▶ **ABOUT THIS EXERCISE**
The data that follows should be copied out exactly.

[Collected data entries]

========================================================================

use std::sync::Arc;

use chrono::{DateTime, Utc};
use tracing::{debug, info, warn};

use crate::{
    error::Result,
    lock::{lock_key, ScheduleLock},
    recurrence::compute_next_run,
    store::Store,
    strategy::StrategySelector,
    types::{DispatchEntry, Schedule},
};

/// Turns due schedule occurrences into PENDING dispatch entries.
pub struct EntryGenerator {
    store: Store,
    selector: Arc<StrategySelector>,
    lock: Arc<dyn ScheduleLock>,
}

impl EntryGenerator {
    pub fn new(store: Store, selector: Arc<StrategySelector>, lock: Arc<dyn ScheduleLock>) -> Self {
        Self {
            store,
            selector,
            lock,
        }
    }

    /// Create one entry per active schedule whose `next_run <= now`.
    ///
    /// Every due schedule has its `next_run` moved past `now`, whether or not
    /// an entry was created. Returns the number of entries created.
    pub fn generate_due(&self, now: DateTime<Utc>) -> Result<usize> {
        let due = self.store.due_schedules(now)?;
        let mut created = 0;

        for mut schedule in due {
            let Some(_guard) = self.lock.try_acquire(&lock_key("generate", &schedule.id)) else {
                debug!(schedule_id = %schedule.id, "schedule busy; skipped");
                continue;
            };
            match self.generate_one(&mut schedule, now) {
                Ok(true) => created += 1,
                Ok(false) => {}
                Err(e) => warn!(schedule_id = %schedule.id, "entry generation failed: {e}"),
            }
        }

        if created > 0 {
            info!(count = created, "dispatch entries generated");
        }
        Ok(created)
    }

    fn generate_one(&self, schedule: &mut Schedule, now: DateTime<Utc>) -> Result<bool> {
        let outcome = self.enqueue(schedule, now);
        let next = compute_next_run(&schedule.rule, &schedule.timezone, now);
        self.store.set_next_run(&schedule.id, next, now)?;
        debug!(schedule_id = %schedule.id, next_run = ?next, "schedule advanced");

        outcome
    }

    fn enqueue(&self, schedule: &mut Schedule, now: DateTime<Utc>) -> Result<bool> {
        let Some(occurrence) = schedule.next_run else {
            return Ok(false);
        };
        let Some(item) = self.selector.select(schedule, now)? else {
            info!(
                schedule_id = %schedule.id,
                occurrence = %occurrence,
                "nothing left to post; occurrence skipped"
            );
            return Ok(false);
        };

        let entry = DispatchEntry::pending(
            Some(schedule.id.clone()),
            &item.id,
            &schedule.user_id,
            occurrence,
            now,
        );
        let inserted = self.store.insert_entry(&entry)?;
        if inserted {
            info!(
                schedule_id = %schedule.id,
                entry_id = %entry.id,
                post_id = %item.id,
                scheduled_at = %occurrence,
                "dispatch entry created"
            );
        } else {
            debug!(schedule_id = %schedule.id, scheduled_at = %occurrence, "occurrence already has an entry");
        }
        Ok(inserted)
    }
}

========================================================================

▶ **RESULT FOR THIS EXERCISE**
use std::sync::Arc;

use chrono::{DateTime, Utc};
use tracing::{debug, info, warn};

use crate::{
    error::Result,
    lock::{lock_key, ScheduleLock},
    recurrence::compute_next_run,
    store::Store,
    strategy::StrategySelector,
    types::{DispatchEntry, Schedule},
};

/// Turns due schedule occurrences into PENDING dispatch entries.
pub struct EntryGenerator {
    store: Store,
    selector: Arc<StrategySelector>,
    lock: Arc<dyn ScheduleLock>,
}

impl EntryGenerator {
    pub fn new(store: Store, selector: Arc<StrategySelector>, lock: Arc<dyn ScheduleLock>) -> Self {
        Self {
            store,
            selector,
            lock,
        }
    }

    /// Create one entry per active schedule whose `next_run <= now`.
    ///
    /// Every due schedule has its `next_run` moved past `now`, whether or not
    /// an entry was created. Returns the number of entries created.
    pub fn generate_due(&self, now: DateTime<Utc>) -> Result<usize> {
        let due = self.store.due_schedules(now)?;
        let mut created = 0;

        for mut schedule in due {
            let Some(_guard) = self.lock.try_acquire(&lock_key("generate", &schedule.id)) else {
                debug!(schedule_id = %schedule.id, "schedule busy; skipped");
                continue;
            };
            match self.generate_one(&mut schedule, now) {
                Ok(true) => created += 1,
                Ok(false) => {}
                Err(e) => warn!(schedule_id = %schedule.id, "entry generation failed: {e}"),
            }
        }

        if created > 0 {
            info!(count = created, "dispatch entries generated");
        }
        Ok(created)
    }

    fn generate_one(&self, schedule: &mut Schedule, now: DateTime<Utc>) -> Result<bool> {
        let outcome = self.enqueue(schedule, now);
        let next = compute_next_run(&schedule.rule, &schedule.timezone, now);
        self.store.set_next_run(&schedule.id, next, now)?;
        debug!(schedule_id = %schedule.id, next_run = ?next, "schedule advanced");

        outcome
    }

    fn enqueue(&self, schedule: &mut Schedule, now: DateTime<Utc>) -> Result<bool> {
        let Some(occurrence) = schedule.next_run else {
            return Ok(false);
        };
        let Some(item) = self.selector.select(schedule, now)? else {
            info!(
                schedule_id = %schedule.id,
                occurrence = %occurrence,
                "nothing left to post; occurrence skipped"
            );
            return Ok(false);
        };

        let entry = DispatchEntry::pending(
            Some(schedule.id.clone()),
            &item.id,
            &schedule.user_id,
            occurrence,
            now,
        );
        let inserted = self.store.insert_entry(&entry)?;
        if inserted {
            info!(
                schedule_id = %schedule.id,
                entry_id = %entry.id,
                post_id = %item.id,
                scheduled_at = %occurrence,
                "dispatch entry created"
            );
        } else {
            debug!(schedule_id = %schedule.id, scheduled_at = %occurrence, "occurrence already has an entry");
        }
        Ok(inserted)
    }
}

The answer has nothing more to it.